Dataset records:
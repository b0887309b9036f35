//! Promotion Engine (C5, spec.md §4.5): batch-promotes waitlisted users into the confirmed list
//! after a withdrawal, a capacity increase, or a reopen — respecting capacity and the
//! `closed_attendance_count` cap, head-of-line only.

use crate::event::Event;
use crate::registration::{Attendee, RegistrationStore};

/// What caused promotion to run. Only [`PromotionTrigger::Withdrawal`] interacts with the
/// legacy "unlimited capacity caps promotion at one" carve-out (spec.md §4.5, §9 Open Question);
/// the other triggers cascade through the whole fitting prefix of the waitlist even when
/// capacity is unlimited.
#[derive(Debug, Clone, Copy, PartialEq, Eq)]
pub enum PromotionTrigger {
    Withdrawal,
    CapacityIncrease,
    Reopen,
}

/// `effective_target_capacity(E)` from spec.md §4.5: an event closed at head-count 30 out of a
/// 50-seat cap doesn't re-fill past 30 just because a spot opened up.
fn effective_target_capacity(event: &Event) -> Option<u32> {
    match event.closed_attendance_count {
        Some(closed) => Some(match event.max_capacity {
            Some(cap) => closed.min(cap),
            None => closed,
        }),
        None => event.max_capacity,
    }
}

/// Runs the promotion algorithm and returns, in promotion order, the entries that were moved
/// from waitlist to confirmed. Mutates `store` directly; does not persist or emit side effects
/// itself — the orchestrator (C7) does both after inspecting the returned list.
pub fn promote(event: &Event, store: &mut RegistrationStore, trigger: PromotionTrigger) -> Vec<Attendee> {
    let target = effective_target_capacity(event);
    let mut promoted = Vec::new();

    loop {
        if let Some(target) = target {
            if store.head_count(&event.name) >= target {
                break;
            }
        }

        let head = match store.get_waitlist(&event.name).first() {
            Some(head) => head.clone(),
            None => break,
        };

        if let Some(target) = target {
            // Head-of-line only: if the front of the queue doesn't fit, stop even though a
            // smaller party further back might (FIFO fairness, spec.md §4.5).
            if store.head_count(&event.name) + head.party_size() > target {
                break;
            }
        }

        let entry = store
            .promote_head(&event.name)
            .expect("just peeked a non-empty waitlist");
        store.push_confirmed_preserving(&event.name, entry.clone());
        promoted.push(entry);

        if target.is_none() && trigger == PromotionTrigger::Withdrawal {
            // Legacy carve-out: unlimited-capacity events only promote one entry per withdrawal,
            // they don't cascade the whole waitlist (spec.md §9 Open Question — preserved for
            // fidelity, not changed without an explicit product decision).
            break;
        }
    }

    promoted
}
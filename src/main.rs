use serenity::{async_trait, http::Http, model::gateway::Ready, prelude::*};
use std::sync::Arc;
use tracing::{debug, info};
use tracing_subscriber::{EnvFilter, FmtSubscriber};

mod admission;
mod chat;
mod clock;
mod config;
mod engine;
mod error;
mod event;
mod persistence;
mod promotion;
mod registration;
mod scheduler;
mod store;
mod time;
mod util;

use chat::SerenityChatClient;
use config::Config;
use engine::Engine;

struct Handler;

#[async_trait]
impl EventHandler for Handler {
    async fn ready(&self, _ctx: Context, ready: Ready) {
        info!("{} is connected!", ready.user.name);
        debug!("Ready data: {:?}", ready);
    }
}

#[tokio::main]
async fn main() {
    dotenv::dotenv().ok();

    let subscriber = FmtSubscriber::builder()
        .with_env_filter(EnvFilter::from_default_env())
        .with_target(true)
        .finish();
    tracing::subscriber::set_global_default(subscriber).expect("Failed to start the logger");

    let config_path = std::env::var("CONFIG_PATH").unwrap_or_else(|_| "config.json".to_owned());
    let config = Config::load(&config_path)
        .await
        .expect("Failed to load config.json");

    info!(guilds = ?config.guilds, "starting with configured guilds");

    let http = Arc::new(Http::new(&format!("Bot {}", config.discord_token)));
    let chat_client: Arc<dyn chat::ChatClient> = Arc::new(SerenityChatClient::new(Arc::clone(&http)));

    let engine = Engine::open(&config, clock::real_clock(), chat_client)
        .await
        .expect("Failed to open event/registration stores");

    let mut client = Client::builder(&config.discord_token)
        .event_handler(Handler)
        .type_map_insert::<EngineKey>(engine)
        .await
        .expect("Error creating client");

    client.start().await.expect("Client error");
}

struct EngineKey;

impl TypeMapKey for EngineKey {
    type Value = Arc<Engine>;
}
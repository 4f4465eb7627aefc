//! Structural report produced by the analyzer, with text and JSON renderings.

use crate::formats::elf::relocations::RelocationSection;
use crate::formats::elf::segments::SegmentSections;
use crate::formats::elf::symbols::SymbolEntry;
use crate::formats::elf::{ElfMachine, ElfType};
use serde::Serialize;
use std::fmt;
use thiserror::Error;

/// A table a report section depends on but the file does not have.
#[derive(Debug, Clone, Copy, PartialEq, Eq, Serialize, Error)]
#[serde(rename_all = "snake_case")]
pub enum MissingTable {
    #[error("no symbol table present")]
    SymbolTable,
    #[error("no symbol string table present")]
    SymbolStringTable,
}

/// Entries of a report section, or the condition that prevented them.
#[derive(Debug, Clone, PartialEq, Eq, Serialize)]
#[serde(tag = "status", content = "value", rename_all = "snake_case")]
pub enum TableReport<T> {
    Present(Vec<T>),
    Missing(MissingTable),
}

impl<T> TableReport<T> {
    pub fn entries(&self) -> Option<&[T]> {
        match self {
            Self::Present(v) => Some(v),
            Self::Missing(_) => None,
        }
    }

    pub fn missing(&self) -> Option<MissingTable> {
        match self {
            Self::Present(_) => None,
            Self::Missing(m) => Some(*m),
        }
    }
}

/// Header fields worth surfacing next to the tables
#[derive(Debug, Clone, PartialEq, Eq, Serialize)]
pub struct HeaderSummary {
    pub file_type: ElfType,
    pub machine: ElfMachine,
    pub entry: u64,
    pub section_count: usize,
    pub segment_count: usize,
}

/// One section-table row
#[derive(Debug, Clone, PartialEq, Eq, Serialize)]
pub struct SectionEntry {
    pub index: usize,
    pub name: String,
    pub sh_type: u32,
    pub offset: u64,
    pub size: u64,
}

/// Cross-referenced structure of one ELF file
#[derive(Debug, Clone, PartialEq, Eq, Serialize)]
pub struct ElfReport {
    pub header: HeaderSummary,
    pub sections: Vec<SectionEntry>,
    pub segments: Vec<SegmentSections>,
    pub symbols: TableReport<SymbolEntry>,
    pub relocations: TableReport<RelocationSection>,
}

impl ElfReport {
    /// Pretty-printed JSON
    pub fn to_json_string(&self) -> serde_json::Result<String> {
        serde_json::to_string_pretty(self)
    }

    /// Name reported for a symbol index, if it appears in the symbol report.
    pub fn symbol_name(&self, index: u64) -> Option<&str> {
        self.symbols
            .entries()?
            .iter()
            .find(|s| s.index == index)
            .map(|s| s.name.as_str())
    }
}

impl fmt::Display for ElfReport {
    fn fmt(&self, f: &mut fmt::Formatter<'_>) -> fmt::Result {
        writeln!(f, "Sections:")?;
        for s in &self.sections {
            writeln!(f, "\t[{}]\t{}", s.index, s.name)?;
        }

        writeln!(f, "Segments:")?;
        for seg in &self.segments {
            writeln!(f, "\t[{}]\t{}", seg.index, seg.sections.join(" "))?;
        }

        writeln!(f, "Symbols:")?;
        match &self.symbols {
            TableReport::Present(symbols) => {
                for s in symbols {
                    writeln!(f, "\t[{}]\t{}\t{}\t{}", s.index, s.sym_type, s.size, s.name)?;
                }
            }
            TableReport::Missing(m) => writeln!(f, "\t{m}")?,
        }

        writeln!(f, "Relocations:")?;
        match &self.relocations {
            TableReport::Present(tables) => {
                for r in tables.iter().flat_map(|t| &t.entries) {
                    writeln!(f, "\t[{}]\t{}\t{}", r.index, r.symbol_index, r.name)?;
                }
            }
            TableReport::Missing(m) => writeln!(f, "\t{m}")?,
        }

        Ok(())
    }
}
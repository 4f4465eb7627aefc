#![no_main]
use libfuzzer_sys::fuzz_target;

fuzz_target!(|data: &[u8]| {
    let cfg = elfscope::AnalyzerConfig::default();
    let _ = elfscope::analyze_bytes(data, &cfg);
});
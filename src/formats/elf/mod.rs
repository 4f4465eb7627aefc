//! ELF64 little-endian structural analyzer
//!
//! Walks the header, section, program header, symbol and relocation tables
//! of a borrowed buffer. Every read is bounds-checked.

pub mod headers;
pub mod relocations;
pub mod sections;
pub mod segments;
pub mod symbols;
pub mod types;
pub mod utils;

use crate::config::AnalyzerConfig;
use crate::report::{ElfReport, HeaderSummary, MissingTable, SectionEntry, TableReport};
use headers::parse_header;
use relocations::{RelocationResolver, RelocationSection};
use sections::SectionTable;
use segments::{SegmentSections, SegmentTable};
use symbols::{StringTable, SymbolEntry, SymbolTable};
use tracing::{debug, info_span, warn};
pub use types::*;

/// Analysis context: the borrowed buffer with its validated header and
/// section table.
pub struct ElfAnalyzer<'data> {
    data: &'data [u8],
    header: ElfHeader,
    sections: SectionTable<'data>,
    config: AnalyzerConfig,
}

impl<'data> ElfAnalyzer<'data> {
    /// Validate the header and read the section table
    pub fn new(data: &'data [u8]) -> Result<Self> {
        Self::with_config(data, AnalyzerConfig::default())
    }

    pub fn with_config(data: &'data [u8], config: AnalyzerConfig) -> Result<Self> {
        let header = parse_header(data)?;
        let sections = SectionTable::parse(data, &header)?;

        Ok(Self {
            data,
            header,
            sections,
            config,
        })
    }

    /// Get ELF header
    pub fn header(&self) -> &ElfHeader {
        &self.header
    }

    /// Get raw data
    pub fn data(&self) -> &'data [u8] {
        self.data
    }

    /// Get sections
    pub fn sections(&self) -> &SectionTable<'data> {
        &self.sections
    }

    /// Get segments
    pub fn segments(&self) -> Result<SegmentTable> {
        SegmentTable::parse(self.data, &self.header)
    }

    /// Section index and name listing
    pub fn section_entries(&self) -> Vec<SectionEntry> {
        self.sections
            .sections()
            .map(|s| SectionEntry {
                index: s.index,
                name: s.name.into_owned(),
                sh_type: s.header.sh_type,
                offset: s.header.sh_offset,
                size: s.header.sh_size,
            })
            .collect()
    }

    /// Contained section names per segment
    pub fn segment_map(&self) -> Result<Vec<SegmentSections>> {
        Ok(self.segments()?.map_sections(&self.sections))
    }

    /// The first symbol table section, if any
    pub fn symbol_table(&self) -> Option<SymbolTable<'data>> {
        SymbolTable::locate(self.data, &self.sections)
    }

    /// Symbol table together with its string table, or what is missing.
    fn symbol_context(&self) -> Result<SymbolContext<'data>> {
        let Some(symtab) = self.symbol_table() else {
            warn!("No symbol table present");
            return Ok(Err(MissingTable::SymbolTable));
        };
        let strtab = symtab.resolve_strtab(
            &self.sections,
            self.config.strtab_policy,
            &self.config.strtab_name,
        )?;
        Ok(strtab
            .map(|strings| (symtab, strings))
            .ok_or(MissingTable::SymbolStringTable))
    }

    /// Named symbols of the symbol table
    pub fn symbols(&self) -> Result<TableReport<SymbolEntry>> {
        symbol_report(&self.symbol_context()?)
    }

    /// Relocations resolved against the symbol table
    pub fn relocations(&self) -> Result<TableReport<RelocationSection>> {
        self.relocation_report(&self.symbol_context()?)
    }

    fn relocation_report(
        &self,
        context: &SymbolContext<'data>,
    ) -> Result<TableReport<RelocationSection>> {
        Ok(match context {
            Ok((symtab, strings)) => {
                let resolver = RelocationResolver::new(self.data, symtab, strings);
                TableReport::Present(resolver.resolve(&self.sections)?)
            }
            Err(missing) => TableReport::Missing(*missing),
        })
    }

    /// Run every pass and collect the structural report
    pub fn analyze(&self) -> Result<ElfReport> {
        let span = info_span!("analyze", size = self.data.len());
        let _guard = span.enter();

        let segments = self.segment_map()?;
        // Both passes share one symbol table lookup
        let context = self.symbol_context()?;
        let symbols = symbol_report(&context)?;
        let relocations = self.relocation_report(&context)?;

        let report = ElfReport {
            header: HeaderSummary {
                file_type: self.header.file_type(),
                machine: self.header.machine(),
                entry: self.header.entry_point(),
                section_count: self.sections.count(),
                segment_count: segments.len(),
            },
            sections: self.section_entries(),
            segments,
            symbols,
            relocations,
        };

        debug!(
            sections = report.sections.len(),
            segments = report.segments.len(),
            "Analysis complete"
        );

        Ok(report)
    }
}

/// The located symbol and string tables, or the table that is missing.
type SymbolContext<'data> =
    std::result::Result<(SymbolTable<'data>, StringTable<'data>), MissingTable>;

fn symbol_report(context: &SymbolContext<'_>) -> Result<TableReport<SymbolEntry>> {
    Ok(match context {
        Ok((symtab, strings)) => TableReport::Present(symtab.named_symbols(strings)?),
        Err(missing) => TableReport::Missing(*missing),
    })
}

Task item: Your reply should be one number: how many lines in the listing hold the word "AnalyzerConfig".

Your response: 5